• [Work required] Out of all the lines below, count those with the word "GoBack". Give the number only.
[Data for processing — start]
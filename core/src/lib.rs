//! # Sanctuary Core
//!
//! Core traits and types shared by the Sanctuary flows.
//!
//! Every interactive flow (event registration, the contact form) is written as a
//! reducer over an explicit state value instead of framework-local component state:
//!
//! - **State**: The in-memory draft a flow accumulates
//! - **Action**: Every user input or completion signal the flow reacts to
//! - **Reducer**: `(State, Action, Environment) → (State, Effects)`
//! - **Effect**: Descriptions of deferred work (the simulated submission delays)
//! - **Environment**: Injected dependencies such as the [`environment::Clock`]
//!
//! ## Example
//!
//! ```
//! use sanctuary_core::{SmallVec, effect::Effect, reducer::Reducer, smallvec};
//!
//! #[derive(Default)]
//! struct Tally {
//!     count: u32,
//! }
//!
//! enum TallyAction {
//!     Bump,
//! }
//!
//! struct TallyReducer;
//!
//! impl Reducer for TallyReducer {
//!     type State = Tally;
//!     type Action = TallyAction;
//!     type Environment = ();
//!
//!     fn reduce(
//!         &self,
//!         state: &mut Tally,
//!         action: TallyAction,
//!         _env: &(),
//!     ) -> SmallVec<[Effect<TallyAction>; 4]> {
//!         match action {
//!             TallyAction::Bump => state.count += 1,
//!         }
//!         smallvec![Effect::None]
//!     }
//! }
//!
//! let mut state = Tally::default();
//! TallyReducer.reduce(&mut state, TallyAction::Bump, &());
//! assert_eq!(state.count, 1);
//! ```

// Re-export commonly used types
pub use chrono::{DateTime, Utc};
pub use serde::{Deserialize, Serialize};
pub use smallvec::{SmallVec, smallvec};

/// Reducer module - The core trait for flow logic
///
/// Reducers are pure functions: `(State, Action, Environment) → (State, Effects)`.
/// All mutation of a flow's state is funnelled through one.
pub mod reducer {
    use super::effect::Effect;
    use smallvec::SmallVec;

    /// The Reducer trait - core abstraction for flow logic
    ///
    /// # Type Parameters
    ///
    /// - `State`: The draft this reducer operates on
    /// - `Action`: The action type this reducer processes
    /// - `Environment`: The injected dependencies this reducer needs
    pub trait Reducer {
        /// The state type this reducer operates on
        type State;

        /// The action type this reducer processes
        type Action;

        /// The environment type with injected dependencies
        type Environment;

        /// Reduce an action into state changes and effects
        ///
        /// This is a pure function that:
        /// 1. Validates the action against the current state
        /// 2. Updates state in place
        /// 3. Returns effect descriptions to be executed by a runtime
        fn reduce(
            &self,
            state: &mut Self::State,
            action: Self::Action,
            env: &Self::Environment,
        ) -> SmallVec<[Effect<Self::Action>; 4]>;
    }
}

/// Effect module - Side effect descriptions
///
/// Effects are values returned from reducers. They are executed by the
/// runtime `Store`, or inspected directly in tests.
pub mod effect {
    use std::future::Future;
    use std::pin::Pin;
    use std::time::Duration;

    /// Effect type - describes a side effect to be executed
    ///
    /// # Type Parameters
    ///
    /// - `Action`: The action type that effects can produce (feedback loop)
    pub enum Effect<Action> {
        /// No-op effect
        None,

        /// Run effects in parallel
        Parallel(Vec<Effect<Action>>),

        /// Run effects sequentially
        Sequential(Vec<Effect<Action>>),

        /// Dispatch `action` back into the reducer after `duration`
        Delay {
            /// How long to wait
            duration: Duration,
            /// Action to dispatch after delay
            action: Box<Action>,
        },

        /// Arbitrary async computation
        ///
        /// Returns `Option<Action>` - if Some, the action is fed back into the reducer
        Future(Pin<Box<dyn Future<Output = Option<Action>> + Send>>),
    }

    // Manual Debug implementation since Future doesn't implement Debug
    impl<Action> std::fmt::Debug for Effect<Action>
    where
        Action: std::fmt::Debug,
    {
        fn fmt(&self, f: &mut std::fmt::Formatter<'_>) -> std::fmt::Result {
            match self {
                Effect::None => write!(f, "Effect::None"),
                Effect::Parallel(effects) => {
                    f.debug_tuple("Effect::Parallel").field(effects).finish()
                },
                Effect::Sequential(effects) => {
                    f.debug_tuple("Effect::Sequential").field(effects).finish()
                },
                Effect::Delay { duration, action } => f
                    .debug_struct("Effect::Delay")
                    .field("duration", duration)
                    .field("action", action)
                    .finish(),
                Effect::Future(_) => write!(f, "Effect::Future(<future>)"),
            }
        }
    }

    impl<Action> Effect<Action> {
        /// Combine effects to run in parallel
        #[must_use]
        pub const fn merge(effects: Vec<Effect<Action>>) -> Effect<Action> {
            Effect::Parallel(effects)
        }

        /// Chain effects to run sequentially
        #[must_use]
        pub const fn chain(effects: Vec<Effect<Action>>) -> Effect<Action> {
            Effect::Sequential(effects)
        }

        /// Dispatch `action` after `duration`
        #[must_use]
        pub fn delay(duration: Duration, action: Action) -> Effect<Action> {
            Effect::Delay {
                duration,
                action: Box::new(action),
            }
        }

        /// Whether this effect does nothing
        #[must_use]
        pub const fn is_none(&self) -> bool {
            matches!(self, Effect::None)
        }
    }
}

/// Environment module - Dependency injection traits
///
/// Anything a reducer would otherwise reach for globally (the wall clock)
/// is abstracted behind a trait and injected via the Environment parameter.
pub mod environment {
    use chrono::{DateTime, Utc};

    /// Clock trait - abstracts time operations for testability
    pub trait Clock: Send + Sync {
        /// Get the current time
        fn now(&self) -> DateTime<Utc>;
    }

    /// Wall-clock time
    #[derive(Debug, Clone, Copy, Default)]
    pub struct SystemClock;

    impl Clock for SystemClock {
        fn now(&self) -> DateTime<Utc> {
            Utc::now()
        }
    }
}
//! Registration wizard reducer.
//!
//! Every change to a [`RegistrationState`] goes through
//! [`RegistrationReducer::reduce`]. Out-of-range input is clamped, and
//! navigation that the active step does not allow is ignored; neither is an
//! error.

use crate::catalog::{AddOnId, Catalog, EventId};
use crate::draft::{
    GuestField, RegistrationState, SubmissionStatus, parse_event_date, parse_time_slot,
};
use crate::money::Money;
use crate::pricing::{PriceBreakdown, compute_total};
use crate::reference::ReferenceCode;
use crate::step::Step;
use sanctuary_core::{SmallVec, effect::Effect, environment::Clock, reducer::Reducer, smallvec};
use serde::{Deserialize, Serialize};
use std::sync::Arc;
use std::time::Duration;

// ============================================================================
// Actions
// ============================================================================

/// Inputs to the registration wizard
#[derive(Clone, Debug, PartialEq, Eq, Serialize, Deserialize)]
pub enum RegistrationAction {
    /// Choose an event; resets the attendee count to 1
    SelectEvent {
        /// Catalog event id
        event_id: EventId,
    },
    /// Enter the event date (`YYYY-MM-DD`)
    SetEventDate {
        /// Raw date input
        date: String,
    },
    /// Pick a time slot (`HH:MM`)
    SetEventTime {
        /// Raw time input
        time: String,
    },
    /// Set the attendee count, clamped to `[1, capacity]`
    SetAttendeeCount {
        /// Requested count
        count: i64,
    },
    /// Set the child count, clamped to `>= 0`
    SetChildCount {
        /// Requested count
        count: i64,
    },
    /// Add or remove an add-on
    ToggleAddOn {
        /// Add-on id
        add_on_id: AddOnId,
    },
    /// Edit one guest contact field
    UpdateGuest {
        /// Field being edited
        field: GuestField,
        /// New value
        value: String,
    },
    /// Enter a donation; negative or non-numeric input becomes zero
    SetDonationAmount {
        /// Raw amount input
        amount: String,
    },
    /// Advance if the active step's requirements are met
    GoNext,
    /// Go back one step
    GoBack,
    /// Submit the registration from the review step
    Submit,
    /// The simulated processing delay has elapsed
    SubmissionCompleted,
}

// ============================================================================
// Environment
// ============================================================================

/// Environment dependencies for the registration wizard
#[derive(Clone)]
pub struct RegistrationEnvironment {
    /// Clock for confirmation timestamps
    pub clock: Arc<dyn Clock>,
    /// Events and add-ons on offer
    pub catalog: Arc<Catalog>,
    /// Simulated processing delay on submit
    pub submit_delay: Duration,
}

impl RegistrationEnvironment {
    /// Creates a new `RegistrationEnvironment`
    #[must_use]
    pub fn new(clock: Arc<dyn Clock>, catalog: Arc<Catalog>, submit_delay: Duration) -> Self {
        Self {
            clock,
            catalog,
            submit_delay,
        }
    }

    /// Current total for `state`
    #[must_use]
    pub fn total(&self, state: &RegistrationState) -> PriceBreakdown {
        compute_total(state, &self.catalog)
    }

    fn capacity_of(&self, event_id: Option<EventId>) -> u32 {
        event_id
            .and_then(|id| self.catalog.event(id))
            .map_or(1, |event| event.capacity.max(1))
    }
}

// ============================================================================
// Reducer
// ============================================================================

/// Reducer for the registration wizard
#[derive(Clone, Copy, Debug, Default)]
pub struct RegistrationReducer;

impl RegistrationReducer {
    /// Creates a new `RegistrationReducer`
    #[must_use]
    pub const fn new() -> Self {
        Self
    }

    fn go_next(state: &mut RegistrationState) {
        if state.is_processing() {
            tracing::warn!("Ignoring GoNext while submission is processing");
            return;
        }
        let blockers = state.blockers();
        if !blockers.is_empty() {
            tracing::debug!(step = %state.step, ?blockers, "GoNext blocked");
            return;
        }
        if let Some(next) = state.step.next() {
            tracing::debug!(from = %state.step, to = %next, "Advancing");
            state.step = next;
        }
    }

    fn go_back(state: &mut RegistrationState) {
        if state.is_processing() {
            tracing::warn!("Ignoring GoBack while submission is processing");
            return;
        }
        if let Some(previous) = state.step.previous() {
            tracing::debug!(from = %state.step, to = %previous, "Going back");
            state.step = previous;
        }
    }

    fn submit(
        state: &mut RegistrationState,
        env: &RegistrationEnvironment,
    ) -> SmallVec<[Effect<RegistrationAction>; 4]> {
        if state.step != Step::Review {
            tracing::warn!(step = %state.step, "Submit is only accepted on the review step");
            return smallvec![Effect::None];
        }
        if state.submission != SubmissionStatus::Idle {
            tracing::warn!(status = ?state.submission, "Ignoring repeated submit");
            return smallvec![Effect::None];
        }
        if !state.can_proceed() {
            return smallvec![Effect::None];
        }

        tracing::info!(total = %env.total(state).total, "Submitting registration");
        state.submission = SubmissionStatus::Processing;
        smallvec![Effect::delay(
            env.submit_delay,
            RegistrationAction::SubmissionCompleted
        )]
    }

    fn complete(state: &mut RegistrationState, env: &RegistrationEnvironment) {
        if !state.is_processing() {
            tracing::warn!("Ignoring SubmissionCompleted without a pending submission");
            return;
        }
        let confirmed_at = env.clock.now();
        let reference = ReferenceCode::from_timestamp(confirmed_at);
        tracing::info!(%reference, "Registration confirmed");

        state.submission = SubmissionStatus::Confirmed {
            reference,
            confirmed_at,
        };
        state.step = Step::Confirmation;
    }
}

impl Reducer for RegistrationReducer {
    type State = RegistrationState;
    type Action = RegistrationAction;
    type Environment = RegistrationEnvironment;

    fn reduce(
        &self,
        state: &mut Self::State,
        action: Self::Action,
        env: &Self::Environment,
    ) -> SmallVec<[Effect<Self::Action>; 4]> {
        match action {
            RegistrationAction::SelectEvent { event_id } => {
                if env.catalog.event(event_id).is_some() {
                    state.event_id = Some(event_id);
                    state.details.attendees = 1;
                } else {
                    tracing::warn!(%event_id, "Ignoring unknown event");
                }
            },

            RegistrationAction::SetEventDate { date } => {
                state.details.date = parse_event_date(&date);
            },

            RegistrationAction::SetEventTime { time } => {
                state.details.time = parse_time_slot(&time);
            },

            RegistrationAction::SetAttendeeCount { count } => {
                let capacity = env.capacity_of(state.event_id);
                let clamped = count.clamp(1, i64::from(capacity));
                // within [1, capacity], so it fits
                state.details.attendees = u32::try_from(clamped).unwrap_or(capacity);
            },

            RegistrationAction::SetChildCount { count } => {
                state.details.children = u32::try_from(count.max(0)).unwrap_or(u32::MAX);
            },

            RegistrationAction::ToggleAddOn { add_on_id } => {
                if !state.add_ons.remove(&add_on_id) {
                    state.add_ons.insert(add_on_id);
                }
            },

            RegistrationAction::UpdateGuest { field, value } => {
                *state.guest.field_mut(field) = value;
            },

            RegistrationAction::SetDonationAmount { amount } => {
                state.donation = Money::parse_lenient(&amount);
            },

            RegistrationAction::GoNext => Self::go_next(state),

            RegistrationAction::GoBack => Self::go_back(state),

            RegistrationAction::Submit => return Self::submit(state, env),

            RegistrationAction::SubmissionCompleted => Self::complete(state, env),
        }

        smallvec![Effect::None]
    }
}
[Data for processing — finish]
• [Response] 3